While the RE is connected to the router, I can easily connect to either one with my Motorola smart phone. However, once the RE is disconnected from the router, and moved a short distance away, the phone cannot connect !! The phone displays “Obtaining IP address …” for a while, then “IP Configuration failure”.

I have tried modifying security and encryption settings for both the router and RE and I still cannot connect.

I have gone back and forth many times with Hawking Tech. Support, asking (among other things):
“Is this Range Extender, which is compatible with ‘Wireless G’, also compatible with my ‘Wireless N’ router ??”

They responded:
“Wireless N is backwards compatible with G/N. Using the HWREG1 as an extender with a N device will only give it a max speed of 54Mbps.”

Can someone please confirm that this combination (Wireless-N router & Wireless-G extender) is compatible? Or might it be that these are impossibly INcompatible ??

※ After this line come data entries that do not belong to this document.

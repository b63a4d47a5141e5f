//! Causal context propagation
//!
//! A [`CausalContext`] is threaded explicitly through handler and publish call
//! signatures. When a handler processing event `E` publishes `E'`:
//!
//! ```text
//! E'.trace_id       = E.trace_id
//! E'.correlation_id = E.correlation_id
//! E'.causation_id   = E.id
//! ```
//!
//! A publish with no ambient context starts a new chain where all three ids
//! are one freshly generated value.

use uuid::Uuid;

use crate::EventEnvelope;

/// The trace/correlation/causation triple stamped onto an outgoing envelope
#[derive(Debug, Clone, PartialEq, Eq)]
pub struct CausalIds {
    pub trace_id: String,
    pub correlation_id: String,
    pub causation_id: String,
}

impl CausalIds {
    /// A new root chain: one fresh id used for all three
    pub fn root() -> Self {
        let id = Uuid::new_v4().to_string();
        Self {
            trace_id: id.clone(),
            correlation_id: id.clone(),
            causation_id: id,
        }
    }

    /// Fill absent or empty ids from the correlation id, generating it if needed
    pub(crate) fn fill(
        trace_id: Option<String>,
        correlation_id: Option<String>,
        causation_id: Option<String>,
    ) -> Self {
        let correlation_id =
            non_empty(correlation_id).unwrap_or_else(|| Uuid::new_v4().to_string());
        let causation_id = non_empty(causation_id).unwrap_or_else(|| correlation_id.clone());
        let trace_id = non_empty(trace_id).unwrap_or_else(|| correlation_id.clone());

        Self {
            trace_id,
            correlation_id,
            causation_id,
        }
    }
}

fn non_empty(value: Option<String>) -> Option<String> {
    value.filter(|v| !v.trim().is_empty())
}

/// In-process carrier of causal ids
///
/// Built from an inbound envelope by the consumer, or at the edge of the
/// system (e.g. an HTTP handler) via [`CausalContext::root`] or
/// [`CausalContext::from_ids`].
#[derive(Debug, Clone, PartialEq, Eq)]
pub struct CausalContext {
    trace_id: String,
    correlation_id: String,
    causation_id: String,
    /// Id of the event currently being handled, if any
    event_id: Option<Uuid>,
}

impl CausalContext {
    /// Fresh context for a call site with no inbound event
    pub fn root() -> Self {
        let ids = CausalIds::root();
        Self {
            trace_id: ids.trace_id,
            correlation_id: ids.correlation_id,
            causation_id: ids.causation_id,
            event_id: None,
        }
    }

    /// Context from ids the caller already holds, e.g. an inbound request id
    ///
    /// Empty values are filled the same way as [`EventEnvelope::create`].
    pub fn from_ids(
        trace_id: impl Into<String>,
        correlation_id: impl Into<String>,
        causation_id: impl Into<String>,
    ) -> Self {
        let ids = CausalIds::fill(
            Some(trace_id.into()),
            Some(correlation_id.into()),
            Some(causation_id.into()),
        );
        Self {
            trace_id: ids.trace_id,
            correlation_id: ids.correlation_id,
            causation_id: ids.causation_id,
            event_id: None,
        }
    }

    /// Context for handling `envelope`
    pub fn from_envelope<T>(envelope: &EventEnvelope<T>) -> Self {
        Self {
            trace_id: envelope.trace_id().to_string(),
            correlation_id: envelope.correlation_id().to_string(),
            causation_id: envelope.causation_id().to_string(),
            event_id: Some(envelope.id()),
        }
    }

    pub fn trace_id(&self) -> &str {
        &self.trace_id
    }

    pub fn correlation_id(&self) -> &str {
        &self.correlation_id
    }

    pub fn causation_id(&self) -> &str {
        &self.causation_id
    }

    /// Id of the in-progress event when this context came from an envelope
    pub fn event_id(&self) -> Option<Uuid> {
        self.event_id
    }

    /// Ids to stamp on an envelope published under `ctx`
    ///
    /// `None` is a root publish. Otherwise trace and correlation are inherited
    /// and causation points at the most direct cause: the in-progress event if
    /// there is one, else the context's own causation id.
    pub fn derive_for_publish(ctx: Option<&CausalContext>) -> CausalIds {
        match ctx {
            None => CausalIds::root(),
            Some(ctx) => CausalIds {
                trace_id: ctx.trace_id.clone(),
                correlation_id: ctx.correlation_id.clone(),
                causation_id: ctx
                    .event_id
                    .map(|id| id.to_string())
                    .unwrap_or_else(|| ctx.causation_id.clone()),
            },
        }
    }

    /// Span carrying the causal ids for log correlation
    pub fn span(&self) -> tracing::Span {
        tracing::info_span!(
            "causal",
            trace_id = %self.trace_id,
            correlation_id = %self.correlation_id,
            causation_id = %self.causation_id,
        )
    }
}

impl Default for CausalContext {
    fn default() -> Self {
        Self::root()
    }
}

Or does some other issue come to mind?
 
Before you go too far check that your router supports WDS and what configuration you must make if any to the router. Many routers the feature is disabled because it is considered a security violation. Some you must actually key in the mac address of the repeater to allow it to connect.

In any case using a repeater should be your very last option when there are no other solutions. You now have 2 radio signals that can get interference and just because of how they work you will lose at least 1/2 you bandwidth.

You may want to consider powerline units with AP in the remote end. These tend to work better than repeaters for most people. Then again there are a very small number of houses that refuse to work with powerline units so be sure you can return them.
 
All wifi repeaters are not part of the official standard. For a very long time you had to use the same brand to make it work. As the years went by the vendors all started to do it the same but even after they released newer standards the hack the vendors use has never been added to the standard.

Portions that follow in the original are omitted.